“Described as hallucination, confabulation or just plain making things up, it’s now a problem for every business, organization and high school student trying to get a generative AI system to compose documents and get work done." fortune.com/2023/08/01/can-ai-

@lilithsaintcrow And it's going to get worse very rapidly as the public internet is contaminated with this wordwooze, and new generations of LLM are trained on a skimmed internet text contaminated with this semantic diarrhoea (feeding GAN output back into a GAN rapidly causes it to degenerate). Our LLMs may already be at their zenith in terms of quality.

@cstross @lilithsaintcrow

Back in 2000, I wrote my first tech book using the manual and carefully selected mailing list archives.

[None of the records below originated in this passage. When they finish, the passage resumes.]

//! Free-cell sampling for letter and hunter placement.
//!
//! Pure functions over a borrowed maze. The only state they touch is the
//! injected rng.

use rand::seq::SliceRandom;
use rand::Rng;

use super::maze::{Maze, Position, ENTRY};

/// Up to `count` distinct path cells, excluding the entry, in random order.
/// Returns every candidate when fewer than `count` exist.
pub fn free_positions<R: Rng + ?Sized>(maze: &Maze, count: usize, rng: &mut R) -> Vec<Position> {
    let mut spots: Vec<Position> = maze.path_cells().filter(|&p| p != ENTRY).collect();
    spots.shuffle(rng);
    spots.truncate(count);
    spots
}

/// The candidate farthest from `from` by Manhattan distance.
/// Ties keep the earliest candidate.
pub fn furthest(candidates: &[Position], from: Position) -> Option<Position> {
    let mut best: Option<(Position, usize)> = None;
    for &spot in candidates {
        let dist = manhattan(spot, from);
        match best {
            Some((_, d)) if dist <= d => {}
            _ => best = Some((spot, dist)),
        }
    }
    best.map(|(spot, _)| spot)
}

pub fn manhattan(a: Position, b: Position) -> usize {
    a.x.abs_diff(b.x) + a.y.abs_diff(b.y)
}
//! Trigger handlers: everything that happens while a level is being played.
//!
//! Each handler runs for one discrete trigger (a move, an input tick, a
//! hunter tick, a shot, a respawn) and pushes what happened into `events`.
//!
//! Move resolution order:
//!   1. Bounds (rejected)
//!   2. Wall (drill or rejected)
//!   3. Hunter on the target cell (sword kill, or death + rejected)
//!   4. Letter pickup (last letter → level completion)
//!
//! Hunter tick order:
//!   1. Already on the player → death, no move
//!   2. One planned step (uncollected letters penalized)
//!   3. Landed on the player → death
//!
//! A death without a shield only raises `world.restarting`; the owner
//! rebuilds the level once the current trigger is done.

use crate::domain::entity::{ItemKind, MoveDir};
use crate::domain::maze::Position;
use crate::domain::rules::{self, LineOfFire};
use crate::domain::{pursuit, sampler};
use super::event::GameEvent;
use super::world::{Phase, WorldState};

fn playing(world: &WorldState) -> bool {
    world.phase == Phase::Playing && !world.restarting
}

// ══════════════════════════════════════════════════════════════
// Player movement
// ══════════════════════════════════════════════════════════════

/// Try to move one cell. Returns true when the player changed cell.
pub fn move_player(world: &mut WorldState, dir: MoveDir, events: &mut Vec<GameEvent>) -> bool {
    if !playing(world) { return false; }

    let (dx, dy) = dir.delta();
    let target = match world.player.offset(dx, dy) {
        Some(t) if world.maze.contains(t) => t,
        _ => return false,
    };

    let cell = world.maze.cell_at(target);
    if !cell.is_passable() {
        if !cell.is_drillable() { return false; }
        if !world.inventory.consume(ItemKind::Drill) { return false; }
        world.maze.carve(target);
        events.push(GameEvent::WallDrilled { x: target.x, y: target.y });
        tracing::debug!(x = target.x, y = target.y, drills = world.inventory.drills, "wall drilled");
    }

    if world.enemy.is_at(target) {
        if world.inventory.consume(ItemKind::Sword) {
            kill_enemy(world, ItemKind::Sword, events);
            // The kill is the whole move; a letter under the hunter stays put.
            world.player = target;
            return true;
        }
        player_hit(world, events);
        return false;
    }

    world.player = target;
    collect_letter(world, target, events);
    true
}
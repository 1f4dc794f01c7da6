//! Events emitted by state-machine operations.
//! The presentation layer consumes these for animation/sound/messages.

use crate::domain::entity::ItemKind;
use crate::domain::maze::Position;

#[derive(Clone, Debug, PartialEq)]
pub enum GameEvent {
    LevelStarted { level: u32, word_len: usize },
    LetterCollected { ch: char, x: usize, y: usize },
    WordCompleted,
    LevelCleared { level: u32 },
    WallDrilled { x: usize, y: usize },
    ShieldAbsorbed,
    PlayerKilled { penalty: u32 },
    EnemyKilled { by: ItemKind },
    EnemyRespawned { x: usize, y: usize },
    ShotBlocked,
    ItemBought { item: ItemKind, price: u32 },
    SetupFailed { reason: String },
}

impl GameEvent {
    pub fn letter(ch: char, pos: Position) -> Self {
        GameEvent::LetterCollected { ch, x: pos.x, y: pos.y }
    }
}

At some point in the naughties, I switched to search engines and got high-quality results.

The current book? LLM spam is so bad, I have had to fall back to the manual and carefully selected mailing list archives.

The book topic is highly niche, of interest to only a teeny handful of hardcore Unix sysadmins. (Running an email server with postfix, dovecot, DKIM and DMARC, etc.)

If my super-niche topic is LLM-polluted, I can't image how bad it is for, say, the high school kid writing about their country's government.

(This might be a repeat, sorry if so. I forget what I've said to who.)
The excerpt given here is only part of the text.